While the effort to remove public art and symbols of racism has spread to nearly every state and campus today, Gossett was ahead of his time in pushing for this change in King County. The original county logo was a crown that honored Vice President William Rufus DeVane King, a 19th-century proponent of the Fugitive Slave Act who enslaved people at his own plantation in Alabama. In 1986, the county council voted to instead honor Dr. Martin Luther King Jr., whose public service achievements were more in line with the county’s own priorities. But the crown lingered as the county’s symbol well after Gossett took office. In 1999, Gossett proposed dropping the imperial crown in favor of a likeness of MLK. It took substantial effort and argument, but Gossett eventually won the support of enough fellow council members and, 20 years after the namesake was changed, the logo followed suit.
“When you are representing the disenfranchised, you have to govern in a different way.”
Girmay Zahilay, King County Council Member
Gossett lost his seat in 2019 to Girmay Zahilay, who was a senior at Franklin High in the mid-2000s when Gossett was a guest speaker at an event to prepare students for college. Zahilay met the longtime leader, who impressed him as an advocate who seeks out community connections.

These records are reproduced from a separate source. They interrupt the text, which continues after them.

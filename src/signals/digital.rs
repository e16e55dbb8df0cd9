//! Digital-presence scorer over a detected technology stack.

use std::collections::BTreeSet;

use chrono::{DateTime, Utc};
use serde::{Deserialize, Serialize};
use serde_json::json;
use uuid::Uuid;

use super::model::{ExternalSignal, SignalCategory, SignalSource};
use super::{object, round1};

/// Technology name fragment to AI category, checked in order; first match wins.
pub const AI_TECHNOLOGIES: &[(&str, &str)] = &[
    ("aws sagemaker", "cloud_ml"),
    ("azure ml", "cloud_ml"),
    ("google vertex", "cloud_ml"),
    ("databricks", "data_platform"),
    ("tensorflow", "ml_framework"),
    ("pytorch", "ml_framework"),
    ("scikit-learn", "ml_framework"),
    ("snowflake", "data_platform"),
    ("spark", "data_platform"),
    ("openai", "ai_api"),
    ("anthropic", "ai_api"),
    ("huggingface", "ai_api"),
];

/// Category given to technologies outside the lookup table.
pub const OTHER_CATEGORY: &str = "other";

#[derive(Debug, Clone, PartialEq, Serialize, Deserialize)]
pub struct TechnologyDetection {
    pub name: String,
    pub category: String,
    pub is_ai_related: bool,
    pub confidence: f64,
}

#[derive(Debug, Clone, Copy)]
pub struct DigitalPresenceScorer {
    /// `(name fragment, category)` pairs, checked in order.
    pub technologies: &'static [(&'static str, &'static str)],
}

impl Default for DigitalPresenceScorer {
    fn default() -> Self {
        Self::new(AI_TECHNOLOGIES)
    }
}

impl DigitalPresenceScorer {
    pub fn new(technologies: &'static [(&'static str, &'static str)]) -> Self {
        Self { technologies }
    }

    /// AI category of a technology name, if it matches the lookup table.
    pub fn classify(&self, name: &str) -> Option<&'static str> {
        let name = name.to_lowercase();
        self.technologies
            .iter()
            .find(|(fragment, _)| name.contains(fragment))
            .map(|(_, category)| *category)
    }

    /// Build a detection for `name`, classified against the lookup table.
    pub fn detect(&self, name: &str, confidence: f64) -> TechnologyDetection {
        let category = self.classify(name);
        TechnologyDetection {
            name: name.to_lowercase(),
            category: category.unwrap_or(OTHER_CATEGORY).to_string(),
            is_ai_related: category.is_some(),
            confidence,
        }
    }

    pub fn score(
        &self,
        company_id: Uuid,
        technologies: &[TechnologyDetection],
        as_of: DateTime<Utc>,
    ) -> ExternalSignal {
        let ai_techs: Vec<&TechnologyDetection> =
            technologies.iter().filter(|t| t.is_ai_related).collect();
        let categories: BTreeSet<&str> =
            ai_techs.iter().map(|t| t.category.as_str()).collect();

        let score = (ai_techs.len() as f64 * 10.0).min(50.0)
            + (categories.len() as f64 * 12.5).min(50.0);

        tracing::debug!(
            %company_id,
            ai_techs = ai_techs.len(),
            score,
            "scored digital presence"
        );

        ExternalSignal {
            id: Uuid::new_v4(),
            company_id,
            category: SignalCategory::DigitalPresence,
            source: SignalSource::Builtwith,
            signal_date: as_of,
            raw_value: format!("{} AI technologies detected", ai_techs.len()),
            normalized_score: round1(score),
            confidence: 0.85,
            metadata: object(json!({
                "ai_technologies": ai_techs.iter().map(|t| t.name.as_str()).collect::<Vec<_>>(),
                "categories": categories,
                "total_technologies": technologies.len(),
            })),
        }
    }
}

#[cfg(test)]
mod tests {
    use super::*;

    #[test]
    fn test_classify_first_match_wins() {
        let scorer = DigitalPresenceScorer::default();
        assert_eq!(
            scorer.classify("Databricks Lakehouse"),
            Some("data_platform")
        );
        assert_eq!(scorer.classify("AWS SageMaker"), Some("cloud_ml"));
        assert_eq!(scorer.classify("Apache Spark"), Some("data_platform"));
        assert_eq!(scorer.classify("jQuery"), None);
    }

    #[test]
    fn test_detect() {
        let detection = DigitalPresenceScorer::default().detect("PyTorch", 0.8);
        assert_eq!(detection.name, "pytorch");
        assert_eq!(detection.category, "ml_framework");
        assert!(detection.is_ai_related);

        let detection = DigitalPresenceScorer::default().detect("Google Analytics", 0.7);
        assert_eq!(detection.category, OTHER_CATEGORY);
        assert!(!detection.is_ai_related);
    }

    #[test]
    fn test_score() {
        let scorer = DigitalPresenceScorer::default();
        let techs: Vec<TechnologyDetection> = ["tensorflow", "snowflake", "spark", "nginx"]
            .iter()
            .map(|name| scorer.detect(name, 0.8))
            .collect();
        let signal = scorer.score(Uuid::new_v4(), &techs, Utc::now());

        // 3 AI techs (30) + {ml_framework, data_platform} (25)
        assert_eq!(signal.normalized_score, 55.0);
        assert_eq!(signal.confidence, 0.85);
        assert_eq!(signal.raw_value, "3 AI technologies detected");
        assert_eq!(signal.metadata["total_technologies"], 4);
        assert_eq!(
            signal.metadata["categories"],
            json!(["data_platform", "ml_framework"])
        );
    }

    #[test]
    fn test_score_caps_and_empty() {
        let scorer = DigitalPresenceScorer::default();
        let techs: Vec<TechnologyDetection> = AI_TECHNOLOGIES
            .iter()
            .map(|(name, _)| scorer.detect(name, 0.8))
            .collect();
        let signal = scorer.score(Uuid::new_v4(), &techs, Utc::now());
        assert_eq!(signal.normalized_score, 100.0);

        let signal = scorer.score(Uuid::new_v4(), &[], Utc::now());
        assert_eq!(signal.normalized_score, 0.0);
        assert_eq!(signal.raw_value, "0 AI technologies detected");
    }

    #[test]
    fn test_custom_table() {
        let scorer = DigitalPresenceScorer::new(&[("kafka", "streaming"), ("tensorflow", "ml")]);
        assert_eq!(scorer.classify("Apache Kafka"), Some("streaming"));
        assert_eq!(scorer.classify("Databricks"), None);

        let techs = vec![
            scorer.detect("Apache Kafka", 0.8),
            scorer.detect("TensorFlow", 0.8),
            scorer.detect("Snowflake", 0.7),
        ];
        assert_eq!(techs[2].category, OTHER_CATEGORY);

        // 2 AI techs (20) + {ml, streaming} (25)
        let signal = scorer.score(Uuid::new_v4(), &techs, Utc::now());
        assert_eq!(signal.normalized_score, 45.0);
        assert_eq!(signal.metadata["categories"], json!(["ml", "streaming"]));
    }
}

“He was what they call the conscience of the council,” Zahilay says. He had a grassroots approach and worked constantly to help his colleagues understand the impact of their actions. “When you are representing the disenfranchised, you have to govern in a different way,” says Zahilay, who occasionally calls Gossett for insights about the council and the district. Before leaving office, Gossett was working on just-cause eviction—ensuring that people can’t be evicted for no reason, especially during a pandemic or crisis, something Zahilay is carrying forward. “I’m glad I can be here to play a role in that.”

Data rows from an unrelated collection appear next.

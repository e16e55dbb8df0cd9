/// In-memory observation source for testing.
///
/// Serves canned observations per ticker, or fails every call, so the
/// collection pipeline can run without network access.
use std::collections::HashMap;

use super::{FetchError, ObservationSource, Observations};
use crate::config::TargetCompany;
use crate::signals::{JobPosting, PageText, Patent, TechnologyDetection};

#[derive(Debug, Default)]
pub struct FixtureSource {
    by_ticker: HashMap<String, Observations>,
    failing: bool,
}

impl FixtureSource {
    #[must_use]
    pub fn new() -> Self {
        Self::default()
    }

    /// A source whose every call fails with a provider error.
    #[must_use]
    pub fn failing() -> Self {
        Self {
            by_ticker: HashMap::new(),
            failing: true,
        }
    }

    #[must_use]
    pub fn with(mut self, ticker: &str, observations: Observations) -> Self {
        self.by_ticker.insert(ticker.to_string(), observations);
        self
    }

    fn lookup(&self, company: &TargetCompany) -> Result<Observations, FetchError> {
        if self.failing {
            return Err(FetchError::Provider(format!(
                "fixture failure for {}",
                company.ticker
            )));
        }
        Ok(self
            .by_ticker
            .get(&company.ticker)
            .cloned()
            .unwrap_or_default())
    }
}

impl ObservationSource for FixtureSource {
    fn job_postings(&self, company: &TargetCompany) -> Result<Vec<JobPosting>, FetchError> {
        Ok(self.lookup(company)?.postings)
    }

    fn patents(&self, company: &TargetCompany) -> Result<Vec<Patent>, FetchError> {
        Ok(self.lookup(company)?.patents)
    }

    fn technologies(
        &self,
        company: &TargetCompany,
    ) -> Result<Vec<TechnologyDetection>, FetchError> {
        Ok(self.lookup(company)?.technologies)
    }

    fn website_text(&self, company: &TargetCompany) -> Result<Option<PageText>, FetchError> {
        Ok(self.lookup(company)?.website)
    }

    fn linkedin_text(&self, company: &TargetCompany) -> Result<Option<PageText>, FetchError> {
        Ok(self.lookup(company)?.linkedin)
    }
}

Though Gossett is no longer in office, “he’s still doing it today,” says Zahilay. Despite the pandemic, he turns out for marches and protests, including the events last summer on Capitol Hill. “He’s always there.”

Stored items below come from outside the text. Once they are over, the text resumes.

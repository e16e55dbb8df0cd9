/// Configuration module for the evidence collector.
///
/// Handles loading, validating, and providing default configuration values,
/// including the fixed table of target companies for the case study.
use std::path::Path;

use anyhow::{Context, Result};
use serde::{Deserialize, Serialize};
use tracing::{info, warn};

use crate::parser::chunker::{DEFAULT_CHUNK_OVERLAP, DEFAULT_CHUNK_SIZE, DEFAULT_MIN_CHUNK_SIZE};
use crate::signals::innovation::DEFAULT_WINDOW_YEARS;
use crate::signals::leadership::MIN_TEXT_LENGTH;

// ── Default value functions ──────────────────────────────────────────

fn default_db_path() -> String {
    "./evidence.db".to_string()
}

fn default_download_dir() -> String {
    "./data/raw/sec".to_string()
}

fn default_report_dir() -> String {
    "./reports".to_string()
}

fn default_chunk_size() -> usize {
    DEFAULT_CHUNK_SIZE
}

fn default_chunk_overlap() -> usize {
    DEFAULT_CHUNK_OVERLAP
}

fn default_min_chunk_size() -> usize {
    DEFAULT_MIN_CHUNK_SIZE
}

fn default_patent_years() -> u32 {
    DEFAULT_WINDOW_YEARS
}

fn default_leadership_min_text_length() -> usize {
    MIN_TEXT_LENGTH
}

fn default_http_timeout_secs() -> u64 {
    30
}

fn default_companies() -> Vec<TargetCompany> {
    [
        ("CAT", "Caterpillar Inc.", "Manufacturing", "caterpillar.com"),
        ("DE", "Deere & Company", "Manufacturing", "deere.com"),
        ("UNH", "UnitedHealth Group", "Healthcare", "unitedhealthgroup.com"),
        ("HCA", "HCA Healthcare", "Healthcare", "hcahealthcare.com"),
        ("ADP", "Automatic Data Processing", "Services", "adp.com"),
        ("PAYX", "Paychex Inc.", "Services", "paychex.com"),
        ("WMT", "Walmart Inc.", "Retail", "walmart.com"),
        ("TGT", "Target Corporation", "Retail", "target.com"),
        ("JPM", "JPMorgan Chase", "Financial", "jpmorganchase.com"),
        ("GS", "Goldman Sachs", "Financial", "goldmansachs.com"),
    ]
    .into_iter()
    .map(|(ticker, name, sector, domain)| TargetCompany {
        ticker: ticker.to_string(),
        name: name.to_string(),
        sector: sector.to_string(),
        domain: domain.to_string(),
    })
    .collect()
}

// ── Config structs ───────────────────────────────────────────────────

#[derive(Debug, Deserialize, Serialize, Clone)]
pub struct Config {
    #[serde(default = "default_db_path")]
    pub db_path: String,

    /// Root of the filing downloads, laid out as `<ticker>/<filing_type>/<accession>/<file>`.
    #[serde(default = "default_download_dir")]
    pub download_dir: String,

    #[serde(default = "default_report_dir")]
    pub report_dir: String,

    #[serde(default = "default_chunk_size")]
    pub chunk_size: usize,

    #[serde(default = "default_chunk_overlap")]
    pub chunk_overlap: usize,

    #[serde(default = "default_min_chunk_size")]
    pub min_chunk_size: usize,

    #[serde(default = "default_patent_years")]
    pub patent_years: u32,

    #[serde(default = "default_leadership_min_text_length")]
    pub leadership_min_text_length: usize,

    #[serde(default = "default_http_timeout_secs")]
    pub http_timeout_secs: u64,

    #[serde(default)]
    pub api_keys: ApiKeys,

    #[serde(default = "default_companies")]
    pub companies: Vec<TargetCompany>,
}

/// Credentials for the external data providers. A missing key disables the provider.
#[derive(Debug, Deserialize, Serialize, Clone, Default)]
pub struct ApiKeys {
    #[serde(default, skip_serializing_if = "Option::is_none")]
    pub serpapi: Option<String>,

    #[serde(default, skip_serializing_if = "Option::is_none")]
    pub builtwith: Option<String>,

    #[serde(default, skip_serializing_if = "Option::is_none")]
    pub lens: Option<String>,

    #[serde(default, skip_serializing_if = "Option::is_none")]
    pub linkedin: Option<String>,
}

#[derive(Debug, Deserialize, Serialize, Clone, PartialEq, Eq)]
pub struct TargetCompany {
    pub ticker: String,
    pub name: String,
    pub sector: String,
    #[serde(default)]
    pub domain: String,
}

// ── Default impls ────────────────────────────────────────────────────

impl Default for Config {
    fn default() -> Self {
        Self {
            db_path: default_db_path(),
            download_dir: default_download_dir(),
            report_dir: default_report_dir(),
            chunk_size: default_chunk_size(),
            chunk_overlap: default_chunk_overlap(),
            min_chunk_size: default_min_chunk_size(),
            patent_years: default_patent_years(),
            leadership_min_text_length: default_leadership_min_text_length(),
            http_timeout_secs: default_http_timeout_secs(),
            api_keys: ApiKeys::default(),
            companies: default_companies(),
        }
    }
}

// ── Config implementation ────────────────────────────────────────────

impl Config {
    /// Load configuration from a JSON file.
    ///
    /// If `config_path` is empty, defaults to `"config.json"`.
    /// If the file does not exist, returns a default config and optionally
    /// generates a template file.
    pub fn load(config_path: &str) -> Result<Self> {
        let path = if config_path.is_empty() {
            "config.json"
        } else {
            config_path
        };

        if !Path::new(path).exists() {
            info!("{path} not found, using defaults");
            let cfg = Self::default();

            // Generate template only for the default path
            if path == "config.json" {
                match cfg.save(path) {
                    Ok(()) => info!("Generated config template: {path}"),
                    Err(e) => warn!("Failed to generate config template: {e}"),
                }
            }

            return Ok(cfg);
        }

        let data = std::fs::read_to_string(path)
            .with_context(|| format!("failed to read config: {path}"))?;

        let mut cfg: Config = match serde_json::from_str(&data) {
            Ok(c) => c,
            Err(e) => {
                warn!("Invalid JSON in {path}: {e}");
                warn!("Using default configuration");
                return Ok(Self::default());
            }
        };

        info!("Loaded configuration from {path}");

        if cfg.companies.is_empty() {
            cfg.companies = default_companies();
        }

        Ok(cfg)
    }

    /// Save configuration to a JSON file.
    pub fn save(&self, path: &str) -> Result<()> {
        let data = serde_json::to_string_pretty(self).context("failed to marshal config")?;
        std::fs::write(path, data).with_context(|| format!("failed to write config: {path}"))?;
        Ok(())
    }

    /// Override API keys from the process environment.
    ///
    /// Non-empty `SERPAPI_KEY`, `BUILTWITH_API_KEY`, `LENS_API_KEY` and
    /// `LINKEDIN_API_KEY` take precedence over the file values.
    pub fn apply_env(&mut self) {
        self.apply_env_with(|name| std::env::var(name).ok());
    }

    fn apply_env_with<F: Fn(&str) -> Option<String>>(&mut self, lookup: F) {
        let pick = |name: &str, current: &mut Option<String>| {
            if let Some(value) = lookup(name).filter(|v| !v.trim().is_empty()) {
                *current = Some(value.trim().to_string());
            }
        };
        pick("SERPAPI_KEY", &mut self.api_keys.serpapi);
        pick("BUILTWITH_API_KEY", &mut self.api_keys.builtwith);
        pick("LENS_API_KEY", &mut self.api_keys.lens);
        pick("LINKEDIN_API_KEY", &mut self.api_keys.linkedin);
    }

    /// Validate configuration values.
    pub fn validate(&self) -> Result<()> {
        anyhow::ensure!(self.chunk_size > 0, "chunk_size must be positive");
        anyhow::ensure!(
            self.chunk_overlap < self.chunk_size,
            "chunk_overlap ({}) must be smaller than chunk_size ({})",
            self.chunk_overlap,
            self.chunk_size
        );
        anyhow::ensure!(self.min_chunk_size > 0, "min_chunk_size must be positive");
        anyhow::ensure!(self.patent_years > 0, "patent_years must be positive");
        anyhow::ensure!(
            !self.companies.is_empty(),
            "at least one target company must be configured"
        );
        Ok(())
    }

    /// Look up a configured company by ticker (case-insensitive).
    #[must_use]
    pub fn company(&self, ticker: &str) -> Option<&TargetCompany> {
        self.companies
            .iter()
            .find(|c| c.ticker.eq_ignore_ascii_case(ticker))
    }

    /// Resolve a `--companies` argument: `"all"` or a comma-separated ticker list.
    ///
    /// Unknown tickers are dropped with a warning.
    #[must_use]
    pub fn select_companies(&self, selection: &str) -> Vec<TargetCompany> {
        if selection.trim().eq_ignore_ascii_case("all") {
            return self.companies.clone();
        }

        selection
            .split(',')
            .map(|t| t.trim().to_uppercase())
            .filter(|t| !t.is_empty())
            .filter_map(|ticker| match self.company(&ticker) {
                Some(c) => Some(c.clone()),
                None => {
                    warn!(ticker = %ticker, "unknown ticker, skipping");
                    None
                }
            })
            .collect()
    }
}

// ── Tests ────────────────────────────────────────────────────────────

#[cfg(test)]
mod tests {
    use super::*;

    #[test]
    fn test_default_config() {
        let config = Config::default();
        assert_eq!(config.chunk_size, 1000);
        assert_eq!(config.chunk_overlap, 100);
        assert_eq!(config.min_chunk_size, 200);
        assert_eq!(config.patent_years, 5);
        assert_eq!(config.leadership_min_text_length, 80);
        assert_eq!(config.companies.len(), 10);
        assert!(config.api_keys.lens.is_none());
    }

    #[test]
    fn test_load_from_json() {
        let json = r#"{"chunk_size": 500, "db_path": "./test.db"}"#;
        let config: Config = serde_json::from_str(json).unwrap();
        assert_eq!(config.chunk_size, 500);
        assert_eq!(config.db_path, "./test.db");
        // Other fields should have defaults
        assert_eq!(config.chunk_overlap, 100);
        assert_eq!(config.companies.len(), 10);
    }

    #[test]
    fn test_validate_ok() {
        let config = Config::default();
        assert!(config.validate().is_ok());
    }

    #[test]
    fn test_validate_overlap_not_smaller_than_chunk() {
        let mut config = Config::default();
        config.chunk_overlap = config.chunk_size;
        assert!(config.validate().is_err());
    }

    #[test]
    fn test_validate_bad_chunk_size() {
        let mut config = Config::default();
        config.chunk_size = 0;
        assert!(config.validate().is_err());
    }

    #[test]
    fn test_validate_empty_companies() {
        let mut config = Config::default();
        config.companies.clear();
        assert!(config.validate().is_err());
    }

    #[test]
    fn test_env_overrides_keys() {
        let mut config = Config::default();
        config.api_keys.lens = Some("from-file".to_string());
        config.apply_env_with(|name| match name {
            "LENS_API_KEY" => Some(" from-env ".to_string()),
            "SERPAPI_KEY" => Some("   ".to_string()),
            _ => None,
        });
        assert_eq!(config.api_keys.lens.as_deref(), Some("from-env"));
        assert!(config.api_keys.serpapi.is_none());
    }

    #[test]
    fn test_select_companies() {
        let config = Config::default();
        assert_eq!(config.select_companies("all").len(), 10);

        let picked = config.select_companies("cat, de ,XYZ");
        let tickers: Vec<&str> = picked.iter().map(|c| c.ticker.as_str()).collect();
        assert_eq!(tickers, vec!["CAT", "DE"]);
    }

    #[test]
    fn test_load_missing_file_uses_defaults() {
        let dir = tempfile::tempdir().unwrap();
        let path = dir.path().join("absent.json");
        let config = Config::load(path.to_str().unwrap()).unwrap();
        assert_eq!(config.chunk_size, 1000);
        // Templates are only generated for the default path
        assert!(!path.exists());
    }

    #[test]
    fn test_serialization_roundtrip() {
        let config = Config::default();
        let json = serde_json::to_string_pretty(&config).unwrap();
        let parsed: Config = serde_json::from_str(&json).unwrap();
        assert_eq!(parsed.chunk_size, config.chunk_size);
        assert_eq!(parsed.db_path, config.db_path);
        assert_eq!(parsed.companies, config.companies);
    }
}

Gossett’s 21-year-old granddaughter, Nea, a UW Bothell student, seems to have inherited his drive for activism. “Her name means ‘one with purpose,’ ” says Gossett. “She went to 26 of 33 demonstrations last summer.” He probably would have gone to all of them, too, but because of his age, his family was concerned for his health during the pandemic. Instead, he and Rhonda encouraged Nea’s commitment to the Black Lives Matter movement, he says, “We just said be careful.”
Today, Gossett is working on a memoir, continuing his activism and seeking new ways to serve his community. While some people who leave office take a souvenir like a chair or painting, Gossett took his county phone number. If someone needs to reach him, they still can, he says. “I’m always going to be a servant of the people.”